On the basis of the consolidated financial position of the Company as at 30 June 2007 (being the date to which the latest published audited financial statements of the Company have been made up) and in particular the working capital requirements of the Company as at 30 June 2007 and the number of issued Shares in issue as at the Latest Practicable Date, the Directors consider that there might be an adverse impact on the working capital position and the gearing position of the Company in the event that repurchases of all the Shares under the Repurchase Mandate were to be carried out in full during the period of the Repurchase Mandate.

— 13 —

EXPLANATORY STATEMENT

APPENDIX I

The Director do not propose to exercise the Repurchase Mandate to such extent as would, in circumstances, have a material adverse effect on the working requirements of the Company or the gearing levels of the Company which in the opinion of the Directors are from time to time appropriate for the Company.

4. SHARE PRICES

The highest and lowest prices at which the Shares have been traded on the Stock Exchange in each of the previous twelve months preceding the Latest Practicable Date were as follows:

Price per Share Price per Share
Highest Lowest
Month traded price traded price
HK$ HK$
October 2006 5.12 4.50
November 2006 4.98 4.39
December 2006 5.10 4.55
January 2007 6.20 5.02
February 2007 6.32 5.02
March 2007 5.95 4.00
April 2007 6.60 5.48
May 2007 6.97 6.28
June 2007 7.90 4.95
July 2007 6.43 5.63
August 2007 6.23 4.41
September 2007 6.50 5.78
October 2007 (up to the Latest Practicable Date) 7.76 6.40

5. UNDERTAKING OF THE DIRECTORS

The Directors have undertaken to the Stock Exchange that, so far as the same may be applicable, they will exercise the powers of the Company to make repurchases pursuant to the Repurchase Mandate in accordance with the Listing Rules, the Memorandum and Articles of Association and the laws of the Cayman Islands.

None of the Directors nor, to the best of their knowledge having made all reasonable enquiries, their associates, have any present intention to sell any Shares to the Company in the event that the Repurchase Mandate is approved by the Shareholders at the Annual General Meeting.
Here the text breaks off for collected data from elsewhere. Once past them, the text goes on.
/// Content lengths arrive as numbers or strings depending on service version
fn de_lenient_i64<'de, D: Deserializer<'de>>(
    deserializer: D,
) -> std::result::Result<Option<i64>, D::Error> {
    #[derive(Deserialize)]
    #[serde(untagged)]
    enum NumOrString {
        Num(i64),
        String(String),
    }
    Ok(match Option::<NumOrString>::deserialize(deserializer)? {
        None => None,
        Some(NumOrString::Num(n)) => Some(n),
        Some(NumOrString::String(s)) => s.parse().ok(),
    })
}

#[derive(Debug, Deserialize)]
struct ListFilesystemsBody {
    #[serde(default)]
    filesystems: Vec<RawFilesystem>,
}

#[derive(Debug, Deserialize)]
#[serde(rename_all = "camelCase")]
struct RawFilesystem {
    name: String,
    #[serde(default)]
    last_modified: Option<String>,
    #[serde(default, rename = "eTag")]
    e_tag: Option<String>,
}

impl From<RawFilesystem> for FilesystemItem {
    fn from(raw: RawFilesystem) -> Self {
        Self {
            name: raw.name,
            last_modified: raw.last_modified,
            etag: raw.e_tag,
            acl: None,
        }
    }
}

#[derive(Debug, Deserialize)]
struct ListPathsBody {
    #[serde(default)]
    paths: Vec<RawPath>,
}

#[derive(Debug, Deserialize)]
#[serde(rename_all = "camelCase")]
struct RawPath {
    name: String,
    #[serde(default, deserialize_with = "de_lenient_bool")]
    is_directory: bool,
    #[serde(default, deserialize_with = "de_lenient_i64")]
    content_length: Option<i64>,
    #[serde(default)]
    last_modified: Option<String>,
    #[serde(default)]
    owner: Option<String>,
    #[serde(default)]
    group: Option<String>,
    #[serde(default)]
    permissions: Option<String>,
    #[serde(default, rename = "eTag")]
    e_tag: Option<String>,
}

impl From<RawPath> for PathItem {
    fn from(raw: RawPath) -> Self {
        Self {
            name: raw.name,
            is_directory: raw.is_directory,
            content_length: raw.content_length,
            last_modified: raw.last_modified,
            owner: raw.owner,
            group: raw.group,
            permissions: raw.permissions,
            etag: raw.e_tag,
        }
    }
}

#[async_trait]
impl PathStore for DfsClient {
    async fn create_filesystem(&self, filesystem: &str) -> Result<()> {
        tracing::debug!(filesystem, "create filesystem");
        let request = self
            .http
            .put(self.filesystem_url(filesystem))
            .query(&[("resource", "filesystem")])
            .header(CONTENT_LENGTH, 0);
        self.send(request).await?;
        Ok(())
    }

    async fn delete_filesystem(&self, filesystem: &str) -> Result<()> {
        tracing::debug!(filesystem, "delete filesystem");
        let request = self
            .http
            .delete(self.filesystem_url(filesystem))
            .query(&[("resource", "filesystem")]);
        self.send(request).await?;
        Ok(())
    }

    async fn list_filesystems(
        &self,
        options: ListFilesystemsOptions,
    ) -> Result<Page<FilesystemItem>> {
        let mut query: Vec<(&str, String)> = vec![("resource", "account".into())];
        if let Some(prefix) = options.prefix {
            query.push(("prefix", prefix));
        }
        if let Some(max) = options.max_results {
            query.push(("maxResults", max.to_string()));
        }
        if let Some(token) = options.continuation {
            query.push(("continuation", token));
        }

        let request = self.http.get(self.account_url()).query(&query);
        let response = self.send(request).await?;
        let continuation = continuation_of(&response);
        let body: ListFilesystemsBody = response
            .json()
            .await
            .map_err(|e| Error::Network(e.to_string()))?;

        Ok(Page {
            items: body.filesystems.into_iter().map(Into::into).collect(),
            continuation,
        })
    }

    async fn create_path(&self, path: &RemotePath, resource: ResourceType) -> Result<()> {
        tracing::debug!(path = %path, resource = resource.as_str(), "create path");
        let request = self
            .http
            .put(self.path_url(path))
            .query(&[("resource", resource.as_str())])
            .header(CONTENT_LENGTH, 0);
        self.send(request).await?;
        Ok(())
    }

    async fn append(&self, path: &RemotePath, position: u64, data: Bytes) -> Result<()> {
        let request = self
            .http
            .patch(self.path_url(path))
            .query(&[("action", "append".to_string()), ("position", position.to_string())])
            .header(CONTENT_LENGTH, data.len())
            .body(data);
        self.send(request).await?;
        Ok(())
    }

    async fn flush(&self, path: &RemotePath, position: u64) -> Result<()> {
        let request = self
            .http
            .patch(self.path_url(path))
            .query(&[("action", "flush".to_string()), ("position", position.to_string())])
            .header(CONTENT_LENGTH, 0);
        self.send(request).await?;
        Ok(())
    }

    async fn read(&self, path: &RemotePath) -> Result<ByteStream> {
        let request = self.http.get(self.path_url(path));
        let response = self.send(request).await?;
        let stream = response
            .bytes_stream()
            .map_err(|e| Error::Network(e.to_string()));
        Ok(Box::pin(stream))
    }

    async fn list_paths(
        &self,
        filesystem: &str,
        options: ListPathsOptions,
    ) -> Result<Page<PathItem>> {
        let mut query: Vec<(&str, String)> = vec![
            ("resource", "filesystem".into()),
            ("recursive", options.recursive.to_string()),
        ];
        if let Some(directory) = options.directory.filter(|d| !d.is_empty()) {
            query.push(("directory", directory));
        }
        if let Some(max) = options.max_results {
            query.push(("maxResults", max.to_string()));
        }
        if let Some(token) = options.continuation {
            query.push(("continuation", token));
        }
        if options.upn {
            query.push(("upn", "true".into()));
        }

        let request = self.http.get(self.filesystem_url(filesystem)).query(&query);
        let response = self.send(request).await?;
        let continuation = continuation_of(&response);
        let body: ListPathsBody = response
            .json()
            .await
            .map_err(|e| Error::Network(e.to_string()))?;

        Ok(Page {
            items: body.paths.into_iter().map(Into::into).collect(),
            continuation,
        })
    }

    async fn set_access_control(
        &self,
        path: &RemotePath,
        update: AccessControlUpdate,
    ) -> Result<()> {
        if update.owner.is_none() && update.group.is_none() && update.acl.is_none() {
            return Err(Error::InvalidArgument(
                "setAccessControl requires an owner, group, or acl".into(),
            ));
        }

        let mut request = self
            .http
            .patch(self.path_url(path))
            .query(&[("action", "setAccessControl")])
            .header(CONTENT_LENGTH, 0);
        if let Some(owner) = update.owner {
            request = request.header("x-ms-owner", owner);
        }
        if let Some(group) = update.group {
            request = request.header("x-ms-group", group);
        }
        if let Some(acl) = update.acl {
            request = request.header("x-ms-acl", acl);
        }
        self.send(request).await?;
        Ok(())
    }

    async fn get_properties(&self, path: &RemotePath, upn: bool) -> Result<Headers> {
        let mut request = self.http.head(self.path_url(path));
        if upn {
            request = request.query(&[("upn", "true")]);
        }
        let response = self.send(request).await?;
        Ok(header_view(response.headers()))
    }

    async fn get_access_control(&self, path: &RemotePath, upn: bool) -> Result<Headers> {
        let mut request = self
            .http
            .head(self.path_url(path))
            .query(&[("action", "getAccessControl")]);
        if upn {
            request = request.query(&[("upn", "true")]);
        }
        let response = self.send(request).await?;
        Ok(header_view(response.headers()))
    }
}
No connected persons have notified the Company that they have a present intention to sell Shares to the Company, or have undertaken not to do so, in the event that the Repurchase Mandate is approved by the Shareholders at the Annual General Meeting.

— 14 —

EXPLANATORY STATEMENT

APPENDIX I

6. TAKEOVERS CODE

If a Shareholder’s proportionate interest in the voting capital of the Company increases as a result of repurchase(s) of Shares by the Company, such increase will be treated as an acquisition for the purposes of the Takeovers Code. As a result, a Shareholder or a group of Shareholders acting in concert could, depending on the level of increase of his or their interest, obtain or consolidate control of the Company and become obliged to make a mandatory offer in accordance with Rule 26 of the Takeovers Code.

As at the Latest Practicable Date, to the best of the knowledge of the Company, Mr. Kwok Ho and his associates were deemed to be interested in 609,748,000 Shares, representing approximately 25.54% of the issued share capital of the Company. On the assumption that the issued share capital of the Company remain 2,387,334,150 Shares and in the event that the Directors exercise the power to repurchase Shares in full pursuant to the Repurchase Mandate, the shareholding of Mr. Kwok Ho and his associates in the Company will be increased to approximately 28.38%. In the opinion of Directors, such increase may not give rise to an obligation to make a mandatory offer under Rules 26 and 32 of the Takeovers Code.

7. SHARE REPURCHASE BY THE COMPANY

During the six months preceding the Latest Practicable Date, the Company had not purchased any of its Shares (whether on the Stock Exchange or otherwise).

— 15 —

INFORMATION ON DIRECTORS PROPOSED TO BE RE-ELECTED AT THE ANNUAL GENERAL MEETING

APPENDIX II

The details of the Retiring Directors as referred to in resolution numbered 3 of the notice of the Annual General Meeting, subject to re-election, are as follows:

Mr. IP Chi Ming , aged 46, is an Executive Director of the Group and the General Manager of Chaoda Vegetable & Fruits Limited. Mr. Ip is primarily responsible for the management and promotion matters of the Group as well as the establishment of close relationship with media and investors. He joined the Group in January 1997 and has over 20 years of experience in trading and marketing in the food products industry. Mr. Ip is the directors of some of the subsidiaries of the Company. He is also the non-executive vice chairman of Asian Citrus Holdings Limited, which is an associated company of the Company and was listed on the Alternative Investment Market of the London Stock Exchange in August 2005.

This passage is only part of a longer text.